§ WHAT THE TASK ASKS: When counting, include every line of the data that holds "after", then state the total alone.

§ DATA EXCERPTS:
******

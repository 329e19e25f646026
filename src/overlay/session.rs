//! Live overlay session
//!
//! The per-mount coordinator. The kernel-facing adapter calls into the
//! session for every inode lifecycle event; the session delegates
//! durable mutation to the store inside one transaction per operation
//! and owns the identity allocator.
//!
//! Structural mutations serialize on one mutex, so concurrent
//! materialize/rename/unlink calls can never interleave partially.
//! Reads go straight to committed store state and need no lock.

use crate::config::{IoErrorPolicy, OverlayConfig};
use crate::error::{Error, Result};
use crate::overlay::alloc::IdentityAllocator;
use crate::overlay::entry::{
    ContentHash, DirEntry, EntryKind, FileContent, FileEntry, FileKind, InodeId, OverlayEntry,
};
use crate::overlay::scanner::{self, ScanMode, ScanReport};
use crate::overlay::store::OverlayStore;
use parking_lot::Mutex;
use std::path::Path;
use std::sync::atomic::{AtomicBool, Ordering};
use std::sync::Arc;
use tracing::{info, warn};

/// Read-only view of one entry's overlay state, for operator tooling
#[derive(Debug, Clone)]
pub struct EntryStatus {
    pub ino: InodeId,
    pub kind: EntryKind,
    /// Locally modified (files only)
    pub dirty: bool,
    /// Payload held inline rather than by external reference
    pub inline: bool,
    /// Payload size (files) or zero (trees)
    pub size: u64,
    /// Number of child links (trees only)
    pub child_count: usize,
    /// Content hash (files only)
    pub content_hash: Option<ContentHash>,
}

/// Live, per-mount handle over one overlay instance
pub struct OverlaySession {
    store: Arc<OverlayStore>,
    alloc: IdentityAllocator,
    /// Serializes structural mutations; scanning holds it too
    struct_lock: Mutex<()>,
    /// Set after a StoreUnavailable error; the session refuses new
    /// mutations until remounted
    degraded: AtomicBool,
    io_error_policy: IoErrorPolicy,
}

impl OverlaySession {
    /// Open the overlay at `path`, initializing it if fresh
    pub fn open(path: &Path, config: &OverlayConfig) -> Result<Self> {
        Self::with_store(OverlayStore::open(path, config)?, config, path)
    }

    /// Open an existing overlay, failing if none is initialized at
    /// `path`. Inspection tooling uses this form.
    pub fn open_existing(path: &Path, config: &OverlayConfig) -> Result<Self> {
        Self::with_store(OverlayStore::open_existing(path, config)?, config, path)
    }

    fn with_store(store: OverlayStore, config: &OverlayConfig, path: &Path) -> Result<Self> {
        let store = Arc::new(store);
        let alloc = IdentityAllocator::open(Arc::clone(&store), config.id_reserve_batch)?;
        info!(path = %path.display(), "overlay session opened");
        Ok(OverlaySession {
            store,
            alloc,
            struct_lock: Mutex::new(()),
            degraded: AtomicBool::new(false),
            io_error_policy: config.io_error_policy,
        })
    }

    /// The underlying store
    pub fn store(&self) -> &OverlayStore {
        &self.store
    }

    /// Whether the session has refused further mutations after a
    /// storage failure
    pub fn is_degraded(&self) -> bool {
        self.degraded.load(Ordering::SeqCst)
    }

    fn guard_mutation(&self) -> Result<()> {
        if self.is_degraded() {
            return Err(Error::StoreUnavailable(
                "session degraded after storage failure; remount required".to_string(),
            ));
        }
        Ok(())
    }

    fn guard_read(&self) -> Result<()> {
        if self.is_degraded() && self.io_error_policy == IoErrorPolicy::FailFast {
            return Err(Error::StoreUnavailable(
                "session degraded after storage failure; remount required".to_string(),
            ));
        }
        Ok(())
    }

    /// Mark the session degraded on storage failure, pass the result through
    fn track<T>(&self, result: Result<T>) -> Result<T> {
        if let Err(Error::StoreUnavailable(msg)) = &result {
            warn!(%msg, "storage failure; session entering degraded mode");
            self.degraded.store(true, Ordering::SeqCst);
        }
        result
    }

    /// Create a brand-new empty entry and link it under `parent`.
    ///
    /// Fails with `AlreadyExists` on a name collision and
    /// `TypeMismatch` if `parent` is not a tree. Allocation, entry
    /// creation and the parent link commit as one transaction.
    pub fn materialize(&self, parent: InodeId, name: &str, kind: EntryKind) -> Result<InodeId> {
        self.guard_mutation()?;
        let _guard = self.struct_lock.lock();
        let result = self.link_new(parent, name, kind, OverlayEntry::empty(kind));
        self.track(result)
    }

    /// Record an entry known identical to the snapshot: content stays
    /// with the remote backend, referenced by hash. Not dirty.
    pub fn link_snapshot_file(
        &self,
        parent: InodeId,
        name: &str,
        kind: FileKind,
        hash: ContentHash,
        size: u64,
    ) -> Result<InodeId> {
        self.guard_mutation()?;
        let _guard = self.struct_lock.lock();
        let dir_kind = match kind {
            FileKind::Regular => EntryKind::File,
            FileKind::Symlink => EntryKind::Symlink,
        };
        let entry = OverlayEntry::File(FileEntry::from_snapshot(kind, hash, size));
        let result = self.link_new(parent, name, dir_kind, entry);
        self.track(result)
    }

    fn link_new(
        &self,
        parent: InodeId,
        name: &str,
        kind: EntryKind,
        entry: OverlayEntry,
    ) -> Result<InodeId> {
        let mut txn = self.store.begin();
        let mut parent_entry = txn.get(parent)?.ok_or(Error::NotFound(parent))?;
        let tree = parent_entry.as_tree_mut(parent)?;
        if tree.get(name).is_some() {
            return Err(Error::AlreadyExists {
                parent,
                name: name.to_string(),
            });
        }

        let id = self.alloc.allocate()?;
        tree.insert(
            parent,
            DirEntry {
                name: name.to_string(),
                child: id,
                kind,
            },
        )?;
        txn.put(parent, parent_entry);
        txn.put(id, entry);
        txn.commit()?;
        Ok(id)
    }

    /// Replace a file's payload with `data`, held inline and marked
    /// dirty: locally modified content is preserved verbatim.
    pub fn write_file(&self, id: InodeId, data: &[u8]) -> Result<()> {
        self.guard_mutation()?;
        let _guard = self.struct_lock.lock();
        let result = (|| {
            let mut txn = self.store.begin();
            let mut entry = txn.get(id)?.ok_or(Error::NotFound(id))?;
            let file = entry.as_file_mut(id)?;
            file.content = FileContent::Inline(data.to_vec());
            file.dirty = true;
            txn.put(id, entry);
            txn.commit()
        })();
        self.track(result)
    }

    /// Atomically move one child link. Never observable as two
    /// locations for the same identity, or none if the source existed.
    pub fn rename(
        &self,
        old_parent: InodeId,
        old_name: &str,
        new_parent: InodeId,
        new_name: &str,
    ) -> Result<()> {
        self.guard_mutation()?;
        let _guard = self.struct_lock.lock();
        let result = (|| {
            let mut txn = self.store.begin();

            let mut src_entry = txn.get(old_parent)?.ok_or(Error::NotFound(old_parent))?;
            let moved = src_entry.as_tree_mut(old_parent)?.remove(old_parent, old_name)?;

            if old_parent == new_parent {
                let tree = src_entry.as_tree_mut(old_parent)?;
                if tree.get(new_name).is_some() {
                    return Err(Error::AlreadyExists {
                        parent: new_parent,
                        name: new_name.to_string(),
                    });
                }
                tree.insert(
                    old_parent,
                    DirEntry {
                        name: new_name.to_string(),
                        child: moved.child,
                        kind: moved.kind,
                    },
                )?;
                txn.put(old_parent, src_entry);
            } else {
                let mut dst_entry = txn.get(new_parent)?.ok_or(Error::NotFound(new_parent))?;
                let dst_tree = dst_entry.as_tree_mut(new_parent)?;
                if dst_tree.get(new_name).is_some() {
                    return Err(Error::AlreadyExists {
                        parent: new_parent,
                        name: new_name.to_string(),
                    });
                }
                dst_tree.insert(
                    new_parent,
                    DirEntry {
                        name: new_name.to_string(),
                        child: moved.child,
                        kind: moved.kind,
                    },
                )?;
                txn.put(old_parent, src_entry);
                txn.put(new_parent, dst_entry);
            }
            txn.commit()
        })();
        self.track(result)
    }

    /// Remove the child link `name` under `parent`. A tree child takes
    /// its whole subtree with it, in the same transaction. A second
    /// unlink of the same name fails with `NameNotFound` and has no
    /// side effects.
    pub fn unlink(&self, parent: InodeId, name: &str) -> Result<()> {
        self.guard_mutation()?;
        let _guard = self.struct_lock.lock();
        let result = (|| {
            let mut txn = self.store.begin();
            let mut parent_entry = txn.get(parent)?.ok_or(Error::NotFound(parent))?;
            let removed = parent_entry.as_tree_mut(parent)?.remove(parent, name)?;
            txn.put(parent, parent_entry);
            // Dispatch on the child entry's actual shape, not the
            // link's recorded kind: a kind-mismatched link must not
            // strand a whole subtree.
            match txn.get(removed.child)? {
                Some(OverlayEntry::Tree(_)) => txn.remove_subtree(removed.child)?,
                Some(OverlayEntry::File(_)) | None => txn.remove(removed.child),
            }
            txn.commit()
        })();
        self.track(result)
    }

    /// Resolve `name` under `parent` to an inode identity
    pub fn lookup_child(&self, parent: InodeId, name: &str) -> Result<InodeId> {
        self.guard_read()?;
        let entry = self
            .store
            .get_entry(parent)?
            .ok_or(Error::NotFound(parent))?;
        let tree = entry.as_tree(parent)?;
        tree.get(name)
            .map(|link| link.child)
            .ok_or_else(|| Error::NameNotFound {
                parent,
                name: name.to_string(),
            })
    }

    /// All child links of a tree, in listing order
    pub fn list_children(&self, parent: InodeId) -> Result<Vec<DirEntry>> {
        self.guard_read()?;
        let entry = self
            .store
            .get_entry(parent)?
            .ok_or(Error::NotFound(parent))?;
        Ok(entry.as_tree(parent)?.children().to_vec())
    }

    /// Read a file's payload or external reference
    pub fn read_file(&self, id: InodeId) -> Result<FileContent> {
        self.guard_read()?;
        let entry = self.store.get_entry(id)?.ok_or(Error::NotFound(id))?;
        Ok(entry.as_file(id)?.content.clone())
    }

    /// Read-only inspection of one entry's overlay state. Never
    /// mutates anything.
    pub fn entry_status(&self, id: InodeId) -> Result<EntryStatus> {
        self.guard_read()?;
        let entry = self.store.get_entry(id)?.ok_or(Error::NotFound(id))?;
        Ok(match &entry {
            OverlayEntry::Tree(tree) => EntryStatus {
                ino: id,
                kind: EntryKind::Tree,
                dirty: false,
                inline: false,
                size: 0,
                child_count: tree.len(),
                content_hash: None,
            },
            OverlayEntry::File(file) => EntryStatus {
                ino: id,
                kind: entry.kind(),
                dirty: file.dirty,
                inline: matches!(file.content, FileContent::Inline(_)),
                size: file.size(),
                child_count: 0,
                content_hash: Some(file.content_hash()),
            },
        })
    }

    /// Run the consistency scanner while holding the structural lock,
    /// so no mutation can interleave with the walk. A `Repair` scan
    /// mutates the store and is refused on a degraded session.
    pub fn scan(&self, mode: ScanMode) -> Result<ScanReport> {
        match mode {
            ScanMode::Repair => self.guard_mutation()?,
            ScanMode::ReportOnly => self.guard_read()?,
        }
        let _guard = self.struct_lock.lock();
        let result = scanner::scan(&self.store, mode);
        self.track(result)
    }
}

******

§ WRITTEN SOLUTION: 4